- Exercise: Give the data again exactly, from its opening line through the line in which "type Error = russh::Error;" appears.

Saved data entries
# # #

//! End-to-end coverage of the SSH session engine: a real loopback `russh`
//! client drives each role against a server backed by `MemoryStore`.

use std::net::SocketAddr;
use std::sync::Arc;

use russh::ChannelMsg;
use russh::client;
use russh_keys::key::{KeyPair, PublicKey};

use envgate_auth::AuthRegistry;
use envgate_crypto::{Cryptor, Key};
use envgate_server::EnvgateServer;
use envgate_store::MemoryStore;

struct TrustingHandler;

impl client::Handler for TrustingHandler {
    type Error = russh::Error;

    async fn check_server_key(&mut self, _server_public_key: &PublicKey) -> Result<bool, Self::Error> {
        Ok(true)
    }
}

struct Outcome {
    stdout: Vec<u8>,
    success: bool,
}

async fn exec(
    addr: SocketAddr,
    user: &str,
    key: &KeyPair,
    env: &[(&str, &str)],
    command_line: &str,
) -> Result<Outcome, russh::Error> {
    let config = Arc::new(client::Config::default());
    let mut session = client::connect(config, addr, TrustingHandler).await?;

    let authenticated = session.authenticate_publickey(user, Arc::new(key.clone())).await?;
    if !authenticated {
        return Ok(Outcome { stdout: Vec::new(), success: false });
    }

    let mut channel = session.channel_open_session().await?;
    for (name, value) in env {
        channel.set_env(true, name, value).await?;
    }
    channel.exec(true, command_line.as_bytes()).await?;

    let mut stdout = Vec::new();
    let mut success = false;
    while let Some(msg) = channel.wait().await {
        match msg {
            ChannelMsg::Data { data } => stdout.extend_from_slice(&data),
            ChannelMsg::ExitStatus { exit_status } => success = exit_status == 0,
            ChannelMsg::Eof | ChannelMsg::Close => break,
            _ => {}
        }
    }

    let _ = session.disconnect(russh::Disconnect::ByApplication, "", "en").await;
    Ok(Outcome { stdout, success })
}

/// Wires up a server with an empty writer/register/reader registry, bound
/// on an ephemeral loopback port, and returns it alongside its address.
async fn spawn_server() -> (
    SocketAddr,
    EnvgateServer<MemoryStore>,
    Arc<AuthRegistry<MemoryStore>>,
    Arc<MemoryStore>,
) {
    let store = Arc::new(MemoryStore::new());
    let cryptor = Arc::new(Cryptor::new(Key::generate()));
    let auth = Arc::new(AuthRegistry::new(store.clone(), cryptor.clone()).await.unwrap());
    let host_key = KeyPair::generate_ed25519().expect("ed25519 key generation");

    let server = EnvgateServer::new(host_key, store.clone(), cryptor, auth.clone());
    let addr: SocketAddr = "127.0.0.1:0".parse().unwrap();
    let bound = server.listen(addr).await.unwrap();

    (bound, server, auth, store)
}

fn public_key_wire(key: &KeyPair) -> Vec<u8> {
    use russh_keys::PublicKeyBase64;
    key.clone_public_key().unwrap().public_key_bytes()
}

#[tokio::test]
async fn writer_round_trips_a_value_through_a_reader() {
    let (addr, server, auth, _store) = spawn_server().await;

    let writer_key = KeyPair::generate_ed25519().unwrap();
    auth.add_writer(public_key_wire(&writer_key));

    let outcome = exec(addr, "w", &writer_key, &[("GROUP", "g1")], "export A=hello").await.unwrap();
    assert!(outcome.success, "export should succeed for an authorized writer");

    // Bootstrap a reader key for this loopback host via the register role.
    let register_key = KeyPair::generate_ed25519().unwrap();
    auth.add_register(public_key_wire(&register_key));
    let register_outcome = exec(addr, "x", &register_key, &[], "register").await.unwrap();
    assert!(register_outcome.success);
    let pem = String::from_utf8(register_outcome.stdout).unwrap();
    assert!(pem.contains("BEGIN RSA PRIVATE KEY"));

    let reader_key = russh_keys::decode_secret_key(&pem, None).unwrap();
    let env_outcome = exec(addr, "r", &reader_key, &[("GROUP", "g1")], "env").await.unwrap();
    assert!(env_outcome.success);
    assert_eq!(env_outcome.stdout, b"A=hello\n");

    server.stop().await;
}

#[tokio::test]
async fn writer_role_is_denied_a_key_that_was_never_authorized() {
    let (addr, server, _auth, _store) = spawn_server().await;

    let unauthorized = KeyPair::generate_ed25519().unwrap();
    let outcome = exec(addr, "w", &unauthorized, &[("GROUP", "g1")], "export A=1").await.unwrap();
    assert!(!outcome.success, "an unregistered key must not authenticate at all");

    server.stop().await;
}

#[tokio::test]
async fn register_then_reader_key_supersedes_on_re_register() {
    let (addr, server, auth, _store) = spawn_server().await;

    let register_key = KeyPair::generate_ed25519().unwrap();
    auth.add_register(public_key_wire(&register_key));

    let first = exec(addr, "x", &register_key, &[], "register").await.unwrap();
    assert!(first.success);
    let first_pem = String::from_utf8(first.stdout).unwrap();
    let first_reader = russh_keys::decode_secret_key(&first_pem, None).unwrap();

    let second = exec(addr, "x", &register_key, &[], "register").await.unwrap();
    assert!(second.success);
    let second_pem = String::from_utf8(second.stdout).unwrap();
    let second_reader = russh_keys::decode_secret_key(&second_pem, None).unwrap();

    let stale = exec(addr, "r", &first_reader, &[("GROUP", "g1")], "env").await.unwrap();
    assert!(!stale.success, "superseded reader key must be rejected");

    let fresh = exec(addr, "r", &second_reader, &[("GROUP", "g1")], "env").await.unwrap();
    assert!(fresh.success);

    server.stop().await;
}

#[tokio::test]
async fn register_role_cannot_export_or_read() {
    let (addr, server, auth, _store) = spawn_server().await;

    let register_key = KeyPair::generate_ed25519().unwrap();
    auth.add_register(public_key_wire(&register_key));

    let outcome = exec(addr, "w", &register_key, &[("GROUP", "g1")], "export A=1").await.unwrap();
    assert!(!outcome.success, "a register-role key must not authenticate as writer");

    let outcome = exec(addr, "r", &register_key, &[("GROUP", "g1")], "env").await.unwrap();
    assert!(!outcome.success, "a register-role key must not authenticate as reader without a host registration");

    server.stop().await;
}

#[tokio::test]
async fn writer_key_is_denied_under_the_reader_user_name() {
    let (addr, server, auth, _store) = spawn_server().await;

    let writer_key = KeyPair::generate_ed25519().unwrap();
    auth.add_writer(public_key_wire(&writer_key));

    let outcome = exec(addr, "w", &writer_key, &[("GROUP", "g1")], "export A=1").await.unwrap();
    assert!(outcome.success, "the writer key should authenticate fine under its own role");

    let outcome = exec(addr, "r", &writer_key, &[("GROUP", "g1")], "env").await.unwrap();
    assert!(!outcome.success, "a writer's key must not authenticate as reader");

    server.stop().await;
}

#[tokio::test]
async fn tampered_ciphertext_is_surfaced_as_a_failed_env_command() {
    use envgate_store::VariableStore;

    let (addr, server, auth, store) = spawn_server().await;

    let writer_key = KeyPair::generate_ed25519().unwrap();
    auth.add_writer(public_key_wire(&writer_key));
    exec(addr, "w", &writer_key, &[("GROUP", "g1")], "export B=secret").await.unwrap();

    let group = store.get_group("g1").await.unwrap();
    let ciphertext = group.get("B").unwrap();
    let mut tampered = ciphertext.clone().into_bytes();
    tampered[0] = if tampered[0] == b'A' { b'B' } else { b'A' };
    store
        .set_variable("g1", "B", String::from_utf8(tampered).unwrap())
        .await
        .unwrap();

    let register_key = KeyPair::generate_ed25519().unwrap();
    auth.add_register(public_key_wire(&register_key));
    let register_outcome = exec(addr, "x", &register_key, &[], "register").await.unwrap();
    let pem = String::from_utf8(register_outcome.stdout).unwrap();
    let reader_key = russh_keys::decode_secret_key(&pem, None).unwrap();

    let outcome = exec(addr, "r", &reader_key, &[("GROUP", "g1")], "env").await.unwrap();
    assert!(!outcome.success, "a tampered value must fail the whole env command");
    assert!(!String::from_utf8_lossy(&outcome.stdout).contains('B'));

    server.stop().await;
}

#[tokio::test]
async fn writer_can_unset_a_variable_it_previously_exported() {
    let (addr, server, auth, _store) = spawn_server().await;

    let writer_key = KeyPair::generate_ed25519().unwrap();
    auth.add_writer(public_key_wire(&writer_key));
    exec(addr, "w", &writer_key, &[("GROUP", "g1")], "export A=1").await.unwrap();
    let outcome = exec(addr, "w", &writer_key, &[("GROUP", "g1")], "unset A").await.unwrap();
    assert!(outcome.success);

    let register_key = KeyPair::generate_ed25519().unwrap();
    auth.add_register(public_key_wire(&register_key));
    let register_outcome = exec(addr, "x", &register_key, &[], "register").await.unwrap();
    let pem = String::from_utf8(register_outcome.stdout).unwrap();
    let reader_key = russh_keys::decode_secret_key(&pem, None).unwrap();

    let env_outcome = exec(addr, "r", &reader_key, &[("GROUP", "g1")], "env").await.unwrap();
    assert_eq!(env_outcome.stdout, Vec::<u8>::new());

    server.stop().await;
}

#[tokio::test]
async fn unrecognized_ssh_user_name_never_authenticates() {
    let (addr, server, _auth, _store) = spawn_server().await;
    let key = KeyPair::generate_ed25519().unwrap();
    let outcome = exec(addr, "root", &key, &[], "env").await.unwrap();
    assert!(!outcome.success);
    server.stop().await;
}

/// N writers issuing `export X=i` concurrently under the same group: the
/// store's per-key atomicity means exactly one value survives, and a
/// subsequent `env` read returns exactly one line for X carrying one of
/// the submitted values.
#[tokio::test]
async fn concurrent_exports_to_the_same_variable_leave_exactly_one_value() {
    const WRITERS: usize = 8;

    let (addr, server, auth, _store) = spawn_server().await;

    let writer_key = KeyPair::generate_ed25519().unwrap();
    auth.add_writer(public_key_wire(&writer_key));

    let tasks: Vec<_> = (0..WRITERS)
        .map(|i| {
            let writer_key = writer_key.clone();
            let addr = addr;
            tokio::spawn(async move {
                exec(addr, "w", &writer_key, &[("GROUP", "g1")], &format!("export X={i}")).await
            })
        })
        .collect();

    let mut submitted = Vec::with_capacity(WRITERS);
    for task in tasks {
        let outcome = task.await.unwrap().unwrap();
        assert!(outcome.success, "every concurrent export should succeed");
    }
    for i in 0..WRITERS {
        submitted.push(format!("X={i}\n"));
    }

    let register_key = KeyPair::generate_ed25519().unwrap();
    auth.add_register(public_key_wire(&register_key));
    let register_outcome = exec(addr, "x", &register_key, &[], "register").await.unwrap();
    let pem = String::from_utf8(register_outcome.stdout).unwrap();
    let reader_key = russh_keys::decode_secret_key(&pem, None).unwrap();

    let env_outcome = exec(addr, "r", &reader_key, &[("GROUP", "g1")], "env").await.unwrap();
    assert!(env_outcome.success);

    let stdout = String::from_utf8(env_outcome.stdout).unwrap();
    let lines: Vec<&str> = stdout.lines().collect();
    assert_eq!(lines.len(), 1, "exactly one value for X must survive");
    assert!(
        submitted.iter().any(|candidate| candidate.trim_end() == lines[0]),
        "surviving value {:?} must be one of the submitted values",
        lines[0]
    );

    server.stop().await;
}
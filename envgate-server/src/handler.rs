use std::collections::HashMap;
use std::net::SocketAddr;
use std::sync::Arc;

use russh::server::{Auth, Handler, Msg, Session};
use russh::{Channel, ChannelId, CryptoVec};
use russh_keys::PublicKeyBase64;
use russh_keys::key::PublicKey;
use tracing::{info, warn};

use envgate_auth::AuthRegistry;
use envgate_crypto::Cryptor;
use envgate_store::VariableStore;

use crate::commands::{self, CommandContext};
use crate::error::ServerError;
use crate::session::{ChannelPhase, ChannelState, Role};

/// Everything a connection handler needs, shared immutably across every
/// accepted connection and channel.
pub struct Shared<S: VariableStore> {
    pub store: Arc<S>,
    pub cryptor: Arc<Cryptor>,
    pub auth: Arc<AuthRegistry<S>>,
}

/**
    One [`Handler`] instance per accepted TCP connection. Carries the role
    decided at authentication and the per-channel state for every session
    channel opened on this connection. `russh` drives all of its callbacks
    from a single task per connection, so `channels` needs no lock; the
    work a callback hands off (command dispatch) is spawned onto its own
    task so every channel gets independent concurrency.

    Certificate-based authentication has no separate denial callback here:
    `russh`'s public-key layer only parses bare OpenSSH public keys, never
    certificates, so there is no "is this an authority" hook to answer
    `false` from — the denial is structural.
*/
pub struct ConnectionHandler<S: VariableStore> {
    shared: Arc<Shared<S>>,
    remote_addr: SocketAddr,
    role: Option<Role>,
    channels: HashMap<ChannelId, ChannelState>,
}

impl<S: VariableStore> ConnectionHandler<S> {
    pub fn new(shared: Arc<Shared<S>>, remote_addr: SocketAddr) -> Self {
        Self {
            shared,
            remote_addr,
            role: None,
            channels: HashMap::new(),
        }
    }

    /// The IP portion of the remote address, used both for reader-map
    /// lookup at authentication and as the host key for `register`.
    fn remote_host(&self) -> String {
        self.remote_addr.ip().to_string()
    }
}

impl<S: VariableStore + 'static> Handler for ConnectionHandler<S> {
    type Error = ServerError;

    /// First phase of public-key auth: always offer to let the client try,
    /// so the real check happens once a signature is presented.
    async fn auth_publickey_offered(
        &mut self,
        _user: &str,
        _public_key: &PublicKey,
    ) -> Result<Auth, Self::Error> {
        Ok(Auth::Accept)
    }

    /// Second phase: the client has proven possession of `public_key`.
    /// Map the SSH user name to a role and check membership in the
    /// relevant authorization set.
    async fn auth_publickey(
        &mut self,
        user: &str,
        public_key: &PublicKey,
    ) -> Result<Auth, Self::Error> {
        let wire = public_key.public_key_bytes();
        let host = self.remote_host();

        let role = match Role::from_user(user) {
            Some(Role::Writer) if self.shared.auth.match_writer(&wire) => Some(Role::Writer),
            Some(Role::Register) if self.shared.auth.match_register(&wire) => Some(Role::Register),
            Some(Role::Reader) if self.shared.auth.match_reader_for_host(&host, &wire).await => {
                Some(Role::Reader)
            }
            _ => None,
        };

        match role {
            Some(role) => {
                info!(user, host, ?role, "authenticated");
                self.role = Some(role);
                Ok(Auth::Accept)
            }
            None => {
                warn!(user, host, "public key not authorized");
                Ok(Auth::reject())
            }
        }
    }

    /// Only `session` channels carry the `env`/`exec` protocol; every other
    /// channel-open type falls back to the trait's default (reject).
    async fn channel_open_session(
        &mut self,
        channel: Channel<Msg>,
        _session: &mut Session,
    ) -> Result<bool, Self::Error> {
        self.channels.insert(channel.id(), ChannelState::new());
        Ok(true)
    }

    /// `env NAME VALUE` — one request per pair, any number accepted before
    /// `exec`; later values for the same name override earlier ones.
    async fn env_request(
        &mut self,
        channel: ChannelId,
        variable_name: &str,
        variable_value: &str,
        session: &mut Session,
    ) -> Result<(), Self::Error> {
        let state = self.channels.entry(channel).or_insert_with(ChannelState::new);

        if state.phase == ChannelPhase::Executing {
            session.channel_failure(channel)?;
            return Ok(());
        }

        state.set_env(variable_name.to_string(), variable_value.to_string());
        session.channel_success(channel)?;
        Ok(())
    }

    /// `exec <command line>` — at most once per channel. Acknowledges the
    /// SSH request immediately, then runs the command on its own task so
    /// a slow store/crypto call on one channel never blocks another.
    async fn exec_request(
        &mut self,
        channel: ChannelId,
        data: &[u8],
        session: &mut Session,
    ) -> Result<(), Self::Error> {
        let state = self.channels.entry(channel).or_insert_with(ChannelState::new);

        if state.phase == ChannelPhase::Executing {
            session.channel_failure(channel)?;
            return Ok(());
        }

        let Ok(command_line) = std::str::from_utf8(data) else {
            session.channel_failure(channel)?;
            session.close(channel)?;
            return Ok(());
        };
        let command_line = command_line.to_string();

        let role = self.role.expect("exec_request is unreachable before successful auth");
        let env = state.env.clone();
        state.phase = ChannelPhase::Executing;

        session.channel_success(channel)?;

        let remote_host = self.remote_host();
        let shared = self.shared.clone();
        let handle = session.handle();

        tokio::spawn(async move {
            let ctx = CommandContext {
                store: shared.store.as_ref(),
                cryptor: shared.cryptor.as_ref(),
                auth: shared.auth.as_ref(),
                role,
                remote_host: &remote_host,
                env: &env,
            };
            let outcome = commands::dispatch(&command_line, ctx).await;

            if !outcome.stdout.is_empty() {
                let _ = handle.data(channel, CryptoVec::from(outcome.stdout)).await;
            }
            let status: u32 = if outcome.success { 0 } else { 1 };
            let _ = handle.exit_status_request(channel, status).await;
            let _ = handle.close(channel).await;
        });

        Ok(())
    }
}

# # #

- Exercise solution:
//! End-to-end coverage of the SSH session engine: a real loopback `russh`
//! client drives each role against a server backed by `MemoryStore`.

use std::net::SocketAddr;
use std::sync::Arc;

use russh::ChannelMsg;
use russh::client;
use russh_keys::key::{KeyPair, PublicKey};

use envgate_auth::AuthRegistry;
use envgate_crypto::{Cryptor, Key};
use envgate_server::EnvgateServer;
use envgate_store::MemoryStore;

struct TrustingHandler;

impl client::Handler for TrustingHandler {
    type Error = russh::Error;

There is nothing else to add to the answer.